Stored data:

┄┄┄┄┄┄┄┄┄┄┄┄┄┄┄┄┄┄┄┄

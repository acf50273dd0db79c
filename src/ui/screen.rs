//! In-memory screens backing the TUI surfaces
//!
//! Each process gets a [`Screen`]. The session owns a [`ScreenSurface`]
//! writing into it while the [`ScreenDeck`] keeps a weak reference so the
//! renderer can draw whichever screen is focused. A screen disappears as soon
//! as its session is destroyed.

use std::cell::RefCell;
use std::collections::{BTreeMap, VecDeque};
use std::rc::{Rc, Weak};

use crate::session::{ProcessId, Surface, SurfaceProvider};

/// Scrollback plus an optional editable input line
#[derive(Debug, Clone)]
pub struct Screen {
    lines: VecDeque<String>,
    input: Option<String>,
    visible: bool,
    prompt: String,
    scrollback_limit: usize,
}

impl Screen {
    pub fn new(prompt: impl Into<String>, scrollback_limit: usize) -> Self {
        Self {
            lines: VecDeque::new(),
            input: None,
            visible: true,
            prompt: prompt.into(),
            scrollback_limit: scrollback_limit.max(1),
        }
    }

    pub fn lines(&self) -> &VecDeque<String> {
        &self.lines
    }

    /// Current input text, `None` when no prompt is shown
    pub fn input(&self) -> Option<&str> {
        self.input.as_deref()
    }

    pub fn input_mut(&mut self) -> Option<&mut String> {
        self.input.as_mut()
    }

    pub fn prompt(&self) -> &str {
        &self.prompt
    }

    pub fn is_visible(&self) -> bool {
        self.visible
    }

    fn push_line(&mut self, line: String) {
        self.lines.push_back(line);
        while self.lines.len() > self.scrollback_limit {
            self.lines.pop_front();
        }
    }
}

/// Surface handle owned by a session
pub struct ScreenSurface {
    screen: Rc<RefCell<Screen>>,
}

impl Surface for ScreenSurface {
    fn display_output(&mut self, text: &str) {
        let mut screen = self.screen.borrow_mut();
        for line in text.split('\n') {
            screen.push_line(line.to_string());
        }
    }

    fn show_input_line(&mut self) {
        self.screen.borrow_mut().input = Some(String::new());
    }

    fn set_input_text(&mut self, text: &str) {
        if let Some(input) = self.screen.borrow_mut().input.as_mut() {
            input.clear();
            input.push_str(text);
        }
    }

    fn replace_input_with_text(&mut self, text: &str) {
        let mut screen = self.screen.borrow_mut();
        screen.input = None;
        let line = format!("{}{}", screen.prompt, text);
        screen.push_line(line);
    }

    fn set_visible(&mut self, visible: bool) {
        self.screen.borrow_mut().visible = visible;
    }

    fn clear(&mut self) {
        let mut screen = self.screen.borrow_mut();
        screen.lines.clear();
        screen.input = None;
    }
}

/// Surface provider handing out screens and tracking them by process id
#[derive(Debug, Clone)]
pub struct ScreenDeck {
    screens: Rc<RefCell<BTreeMap<ProcessId, Weak<RefCell<Screen>>>>>,
    prompt: String,
    scrollback_limit: usize,
}

impl ScreenDeck {
    pub fn new(prompt: impl Into<String>, scrollback_limit: usize) -> Self {
        Self {
            screens: Rc::new(RefCell::new(BTreeMap::new())),
            prompt: prompt.into(),
            scrollback_limit,
        }
    }

    /// Screen of a live process
    pub fn screen(&self, id: ProcessId) -> Option<Rc<RefCell<Screen>>> {
        self.screens.borrow().get(&id).and_then(Weak::upgrade)
    }

    /// Number of screens whose session is still alive
    pub fn live_screens(&self) -> usize {
        self.screens
            .borrow()
            .values()
            .filter(|screen| screen.strong_count() > 0)
            .count()
    }
}

impl SurfaceProvider for ScreenDeck {
    fn create_surface(&mut self, id: ProcessId) -> Box<dyn Surface> {
        let screen = Rc::new(RefCell::new(Screen::new(
            self.prompt.clone(),
            self.scrollback_limit,
        )));

        let mut screens = self.screens.borrow_mut();
        screens.retain(|_, screen| screen.strong_count() > 0);
        screens.insert(id, Rc::downgrade(&screen));

        Box::new(ScreenSurface { screen })
    }
}

#[cfg(test)]
mod tests {
    use super::*;
    use crate::session::{CommandDispatcher, CommandRegistry, Session, SessionManager};

    fn surface(prompt: &str, limit: usize) -> (ScreenSurface, Rc<RefCell<Screen>>) {
        let screen = Rc::new(RefCell::new(Screen::new(prompt, limit)));
        (
            ScreenSurface {
                screen: Rc::clone(&screen),
            },
            screen,
        )
    }

    #[test]
    fn test_multiline_output_is_split() {
        let (mut surface, screen) = surface("$ ", 100);
        surface.display_output("one\ntwo");
        assert_eq!(screen.borrow().lines(), &["one", "two"]);
    }

    #[test]
    fn test_scrollback_is_bounded() {
        let (mut surface, screen) = surface("$ ", 2);
        surface.display_output("a\nb\nc");
        assert_eq!(screen.borrow().lines(), &["b", "c"]);
    }

    #[test]
    fn test_input_line_lifecycle() {
        let (mut surface, screen) = surface("$ ", 10);
        surface.set_input_text("ignored");
        assert_eq!(screen.borrow().input(), None);

        surface.show_input_line();
        surface.set_input_text("whoami");
        assert_eq!(screen.borrow().input(), Some("whoami"));

        surface.replace_input_with_text("whoami");
        assert_eq!(screen.borrow().input(), None);
        assert_eq!(screen.borrow().lines(), &["$ whoami"]);

        surface.show_input_line();
        surface.clear();
        assert!(screen.borrow().lines().is_empty());
        assert_eq!(screen.borrow().input(), None);
    }

    #[test]
    fn test_deck_forgets_destroyed_sessions() {
        let deck = ScreenDeck::new("$ ", 10);
        let dispatcher = CommandDispatcher::new(Rc::new(CommandRegistry::new()));
        let mut manager = SessionManager::new(Box::new(deck.clone()));

        let root = manager.launch_process(|s| Session::new(s, dispatcher.clone()), None);
        let child = manager.launch_process(|s| Session::new(s, dispatcher.clone()), None);
        assert_eq!(deck.live_screens(), 2);
        assert!(!deck.screen(root).unwrap().borrow().is_visible());
        assert!(deck.screen(child).unwrap().borrow().is_visible());

        manager.terminate_process(child);
        assert!(deck.screen(child).is_none());
        assert_eq!(deck.live_screens(), 1);
        assert!(deck.screen(root).unwrap().borrow().is_visible());
    }
}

┄┄┄┄┄┄┄┄┄┄┄┄┄┄┄┄┄┄┄┄

WORK ITEM | A single number is the whole answer: the tally of lines above that contain "CommandRegistry".

TASK ANSWER | 2